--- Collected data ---
....

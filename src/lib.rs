//! ps5vault backend library.
//!
//! [`Vault`] is the surface a front end talks to: scan a source, preview
//! conflicts, run a transfer and cancel it. Everything below it is usable on
//! its own.

pub mod cancel;
pub mod config;
pub mod content;
pub mod descriptor;
pub mod discovery;
pub mod errors;
pub mod file_ops;
pub mod ftp;
pub mod path_policy;
pub mod progress;
pub mod transfer_engine;
pub mod transfer_state;
pub mod walker;

use serde::Serialize;
use std::path::Path;
use std::sync::Arc;
use std::time::Duration;
use tracing::{info, warn};

use crate::cancel::{CancelToken, CancellationRegistry, OperationHandle, OperationId};
use crate::config::EngineConfig;
use crate::content::{ContentSize, ContentUnit, Location};
use crate::discovery::LocalDiscovery;
use crate::errors::{VaultError, VaultResult};
use crate::file_ops::LocalEngine;
use crate::ftp::address::FtpEndpoint;
use crate::ftp::native::NativeConnector;
use crate::ftp::walker::{remote_tree_size, SizeCache, SizeLimits};
use crate::ftp::{FtpConnector, SharedFtp};
use crate::progress::ProgressSink;
use crate::transfer_engine::{ConflictInfo, TransferExecutor, TransferRequest};
use crate::transfer_state::TransferReport;

/// Existence check result for one path.
#[derive(Debug, Clone, PartialEq, Eq, Serialize)]
#[serde(rename_all = "camelCase")]
pub struct PathCheck {
    pub path: String,
    pub exists: bool,
    #[serde(skip_serializing_if = "Option::is_none")]
    pub error: Option<String>,
}

pub struct Vault {
    config: Arc<EngineConfig>,
    executor: TransferExecutor,
    connector: Arc<dyn FtpConnector>,
    registry: Arc<CancellationRegistry>,
    sizes: SizeCache,
}

impl Vault {
    /// Vault over the real filesystem and real FTP connections.
    pub fn new(config: EngineConfig) -> VaultResult<Self> {
        config.validate()?;
        let config = Arc::new(config);
        let local = LocalEngine::new(Arc::clone(&config));
        Ok(Self::with_parts(config, local, Arc::new(NativeConnector)))
    }

    /// Vault with an injected local engine and FTP connector.
    pub fn with_parts(config: Arc<EngineConfig>, local: LocalEngine, connector: Arc<dyn FtpConnector>) -> Self {
        Self {
            executor: TransferExecutor::new(Arc::clone(&config), local, Arc::clone(&connector)),
            config,
            connector,
            registry: CancellationRegistry::new(),
            sizes: SizeCache::new(),
        }
    }

    pub fn config(&self) -> &EngineConfig {
        &self.config
    }

    pub fn local_engine(&self) -> &LocalEngine {
        self.executor.local_engine()
    }

    /// Registers a new operation. Pass its token to a scan or transfer and
    /// keep the handle alive until the call returns.
    pub fn begin_operation(&self) -> OperationHandle {
        self.registry.begin()
    }

    pub fn cancel_operation(&self, id: &OperationId) -> bool {
        self.registry.cancel(id)
    }

    /// Cancels everything in flight. Returns how many operations were signalled.
    pub fn cancel_all(&self) -> usize {
        self.registry.cancel_all()
    }

    pub fn active_operations(&self) -> usize {
        self.registry.active()
    }

    async fn connect(&self, endpoint: FtpEndpoint) -> VaultResult<SharedFtp> {
        SharedFtp::connect(
            Arc::clone(&self.connector),
            endpoint,
            Duration::from_secs(self.config.ftp.connect_timeout_secs),
        )
        .await
    }

    /// Discovers content units under a local directory or an FTP spec.
    pub async fn scan_source(
        &self,
        source: &str,
        sink: Arc<dyn ProgressSink>,
        cancel: &CancelToken,
    ) -> VaultResult<Vec<ContentUnit>> {
        let source = source.trim();
        if source.is_empty() {
            return Err(VaultError::InvalidRequest("empty source".into()));
        }

        if FtpEndpoint::looks_like_ftp(source) {
            let endpoint = FtpEndpoint::parse(source, self.config.ftp.default_port);
            let ftp = self.connect(endpoint).await?;
            let result = discovery::ftp::discover_ftp(&self.config, &ftp, sink, cancel).await;
            ftp.close().await;
            return result;
        }

        let root = Path::new(source);
        match tokio::fs::metadata(root).await {
            Ok(meta) if meta.is_dir() => {}
            Ok(_) => return Err(VaultError::SourceNotFound(format!("{source} is not a directory"))),
            Err(_) => return Err(VaultError::SourceNotFound(source.to_string())),
        }
        LocalDiscovery::new(Arc::clone(&self.config))?
            .discover(root, sink, cancel)
            .await
    }

    /// Creates, copies or moves every item of `request`.
    pub async fn ensure_and_populate(
        &self,
        request: &TransferRequest,
        sink: Arc<dyn ProgressSink>,
        cancel: &CancelToken,
    ) -> VaultResult<TransferReport> {
        let report = self.executor.execute(request, sink, cancel).await?;
        if report.cancelled {
            warn!("Transfer was cancelled after {} item(s)", report.counts.succeeded());
        }
        Ok(report)
    }

    /// Targets the request would write to and which of them already exist.
    pub async fn check_conflicts(&self, request: &TransferRequest) -> VaultResult<Vec<ConflictInfo>> {
        self.executor.preview(request).await
    }

    /// Local existence check for each path. Never fails as a whole.
    pub async fn check_paths_exist(&self, paths: &[String]) -> Vec<PathCheck> {
        let mut out = Vec::with_capacity(paths.len());
        for path in paths {
            let check = match tokio::fs::symlink_metadata(path).await {
                Ok(_) => PathCheck {
                    path: path.clone(),
                    exists: true,
                    error: None,
                },
                Err(e) if e.kind() == std::io::ErrorKind::NotFound => PathCheck {
                    path: path.clone(),
                    exists: false,
                    error: None,
                },
                Err(e) => PathCheck {
                    path: path.clone(),
                    exists: false,
                    error: Some(e.to_string()),
                },
            };
            out.push(check);
        }
        out
    }

    /// Bounded size of a unit's tree. Remote sizes are cached per server and path.
    pub async fn content_size(&self, unit: &ContentUnit, cancel: &CancelToken) -> VaultResult<ContentSize> {
        match &unit.root {
            Location::Local { path } => walker::tree_size(path, self.config.size_file_cap, cancel).await,
            Location::Ftp { endpoint, path } => {
                let ftp = self.connect(endpoint.clone()).await?;
                let limits = SizeLimits {
                    max_depth: self.config.ftp.size_max_depth,
                    file_cap: self.config.size_file_cap,
                    list_timeout: Duration::from_secs(self.config.ftp.list_timeout_secs),
                };
                let size = remote_tree_size(&ftp, path, limits, &self.sizes, cancel).await;
                ftp.close().await;
                let size = size?;
                info!("Size of {}: {}", unit.root, size);
                Ok(size)
            }
        }
    }
}

#[cfg(test)]
mod tests {
    use super::*;
    use crate::ftp::memory::MemoryServer;
    use crate::progress::null_sink;
    use std::fs;

    fn vault(server: &MemoryServer) -> Vault {
        let config = Arc::new(EngineConfig::default());
        Vault::with_parts(
            Arc::clone(&config),
            LocalEngine::new(config),
            Arc::new(server.connector()),
        )
    }

    #[tokio::test]
    async fn test_scan_rejects_missing_and_file_sources() {
        let dir = tempfile::tempdir().unwrap();
        let file = dir.path().join("file.txt");
        fs::write(&file, b"x").unwrap();
        let vault = vault(&MemoryServer::new());

        for source in [dir.path().join("absent"), file] {
            let err = vault
                .scan_source(&source.display().to_string(), null_sink(), &CancelToken::new())
                .await
                .unwrap_err();
            assert!(matches!(err, VaultError::SourceNotFound(_)));
        }
        assert!(vault.scan_source("  ", null_sink(), &CancelToken::new()).await.is_err());
    }

    #[tokio::test]
    async fn test_scan_ftp_connection_failure_is_fatal() {
        let server = MemoryServer::new();
        server.refuse_connections(true);
        let err = vault(&server)
            .scan_source("192.168.1.20:2121", null_sink(), &CancelToken::new())
            .await
            .unwrap_err();
        assert!(matches!(err, VaultError::FtpConnect { .. }));
    }

    #[tokio::test]
    async fn test_check_paths_exist() {
        let dir = tempfile::tempdir().unwrap();
        let present = dir.path().display().to_string();
        let absent = dir.path().join("nope").display().to_string();
        let checks = vault(&MemoryServer::new())
            .check_paths_exist(&[present.clone(), absent.clone()])
            .await;
        assert_eq!(
            checks,
            vec![
                PathCheck { path: present, exists: true, error: None },
                PathCheck { path: absent, exists: false, error: None },
            ]
        );
    }

    #[tokio::test]
    async fn test_remote_size_is_cached() {
        let server = MemoryServer::new();
        server.add_file("/data/games/X/a.bin", vec![0u8; 100]);
        server.add_file("/data/games/X/b/c.bin", vec![0u8; 50]);
        let vault = vault(&server);
        let endpoint = FtpEndpoint::parse("10.0.0.5", 2121);
        let unit = ContentUnit::new(Location::ftp(endpoint, "/data/games/X"), None, None, None);

        let size = vault.content_size(&unit, &CancelToken::new()).await.unwrap();
        assert_eq!(size, ContentSize::Exact(150));
        let commands = server.command_count();
        let again = vault.content_size(&unit, &CancelToken::new()).await.unwrap();
        assert_eq!(again, size);
        // served from the cache, nothing listed
        assert_eq!(server.command_count(), commands);
    }

    #[tokio::test]
    async fn test_ftp_scan_and_download() {
        use crate::path_policy::Layout;
        use crate::transfer_engine::{Destination, TransferAction};

        let server = MemoryServer::new();
        server.add_file(
            "/data/etaHEN/games/PPSA00009/sce_sys/param.json",
            br#"{"titleName":"Remote Game","contentId":"UP0001-PPSA00009_00-0000000000000000"}"#.to_vec(),
        );
        server.add_file("/data/etaHEN/games/PPSA00009/eboot.bin", vec![5u8; 2048]);
        let vault = vault(&server);
        let dst = tempfile::tempdir().unwrap();

        let units = vault
            .scan_source("192.168.0.50", null_sink(), &CancelToken::new())
            .await
            .unwrap();
        assert_eq!(units.len(), 1);
        assert!(matches!(units[0].root, Location::Ftp { .. }));

        let request = TransferRequest::new(
            units,
            Destination::Local {
                root: dst.path().to_path_buf(),
            },
        )
        .with_action(TransferAction::Copy)
        .with_layout(Layout::IdOnly);
        let report = vault
            .ensure_and_populate(&request, null_sink(), &CancelToken::new())
            .await
            .unwrap();
        assert_eq!(report.counts.copied, 1, "{:?}", report.items);
        assert_eq!(fs::read(dst.path().join("PPSA00009/eboot.bin")).unwrap(), vec![5u8; 2048]);
        assert!(server.exists("/data/etaHEN/games/PPSA00009/eboot.bin"));
    }

    #[tokio::test]
    async fn test_operations_register_and_cancel() {
        let vault = vault(&MemoryServer::new());
        let handle = vault.begin_operation();
        assert_eq!(vault.active_operations(), 1);
        assert!(vault.cancel_operation(&handle.id()));
        assert!(handle.token().is_cancelled());
        drop(handle);
        assert_eq!(vault.active_operations(), 0);
        assert_eq!(vault.cancel_all(), 0);
    }
}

....

--- What you need to do ---
Copy the records above faithfully. Begin at their first line, end at the line containing "pub mod content;", and include nothing else.

--- Result for this task ---
filename src/lib.rs
//! ps5vault backend library.
//!
//! [`Vault`] is the surface a front end talks to: scan a source, preview
//! conflicts, run a transfer and cancel it. Everything below it is usable on
//! its own.

pub mod cancel;
pub mod config;
pub mod content;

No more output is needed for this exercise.